▸ EXERCISE REQUIREMENTS: What is needed is an exact copy of the lines from the one containing "pub mod relay;" through the last line of the entries below, both included.

▸ Source records:
◇ ◇ ◇ ◇ ◇ ◇ ◇

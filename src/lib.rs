pub mod bot;
pub mod config;
pub mod cookies;
pub mod encoder;
pub mod error;
pub mod hash;
pub mod models;
pub mod relay;
pub mod session;
pub mod tracker;
pub mod transport;

pub use error::{TrackerError, TrackerResult};
pub use tracker::{Delivery, TrackOutcome, Tracker};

◇ ◇ ◇ ◇ ◇ ◇ ◇

▸ ANSWER TO THIS TASK:
pub mod relay;
pub mod session;
pub mod tracker;
pub mod transport;

pub use error::{TrackerError, TrackerResult};
pub use tracker::{Delivery, TrackOutcome, Tracker};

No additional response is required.